§ Aim of the task
Your result should be the lines holding the word "errors", copied from the entries below.

§ Extracted entries
——

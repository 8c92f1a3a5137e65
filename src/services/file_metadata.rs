//! File metadata inspection
//!
//! Streams a multipart upload and reports the name, declared type
//! (parameters included) and byte size of the `upfile` field. Contents are discarded.

use actix_multipart::Multipart;
use futures_util::StreamExt;
use serde::Serialize;
use tracing::{debug, trace};

use crate::errors::{AppError, Result};

/// Multipart field that carries the upload
pub const UPLOAD_FIELD: &str = "upfile";

const DEFAULT_CONTENT_TYPE: &str = "application/octet-stream";

#[derive(Debug, Clone, PartialEq, Eq, Serialize)]
pub struct FileMetadata {
    pub name: String,
    #[serde(rename = "type")]
    pub content_type: String,
    pub size: usize,
}

/// Returns `Ok(None)` when the form has no `upfile` field.
pub async fn inspect_upload(mut payload: Multipart, max_bytes: usize) -> Result<Option<FileMetadata>> {
    while let Some(item) = payload.next().await {
        let mut field = item?;

        if field.name() != Some(UPLOAD_FIELD) {
            trace!("Skipping multipart field {:?}", field.name());
            while let Some(chunk) = field.next().await {
                chunk?;
            }
            continue;
        }

        let name = field
            .content_disposition()
            .and_then(|cd| cd.get_filename())
            .unwrap_or_default()
            .to_string();
        let content_type = field
            .content_type()
            .map(|m| m.to_string())
            .unwrap_or_else(|| DEFAULT_CONTENT_TYPE.to_string());

        let mut size = 0usize;
        while let Some(chunk) = field.next().await {
            size += chunk?.len();
            if size > max_bytes {
                return Err(AppError::payload_too_large("File too large"));
            }
        }

        debug!("Inspected upload {:?} ({}, {} bytes)", name, content_type, size);
        return Ok(Some(FileMetadata {
            name,
            content_type,
            size,
        }));
    }

    Ok(None)
}
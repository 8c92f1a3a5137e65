use std::sync::Arc;

use async_trait::async_trait;

use crate::errors::Result;

pub mod memory;
pub mod models;

pub use memory::MemoryExerciseStore;
pub use models::{Exercise, ExerciseFilter, StorageConfig, User};

/// Storage for the exercise tracker.
#[async_trait]
pub trait ExerciseStore: Send + Sync {
    async fn create_user(&self, username: &str) -> Result<User>;

    /// All users in creation order.
    async fn list_users(&self) -> Result<Vec<User>>;

    async fn get_user(&self, id: &str) -> Result<Option<User>>;

    /// Fails with `NotFound` when `exercise.user_id` is unknown.
    async fn add_exercise(&self, exercise: Exercise) -> Result<Exercise>;

    /// Exercises of one user in insertion order, filtered by `filter`.
    async fn exercises_for(&self, user_id: &str, filter: &ExerciseFilter)
    -> Result<Vec<Exercise>>;

    /// Removes every user together with their exercises.
    async fn delete_all_users(&self) -> Result<usize>;

    async fn delete_all_exercises(&self) -> Result<usize>;

    async fn count_users(&self) -> Result<usize>;

    fn backend_config(&self) -> StorageConfig;
}

pub struct StorageFactory;

impl StorageFactory {
    pub fn create() -> Arc<dyn ExerciseStore> {
        Arc::new(MemoryExerciseStore::new())
    }
}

——

§ Result below
use crate::errors::{AppError, Result};
use crate::errors::Result;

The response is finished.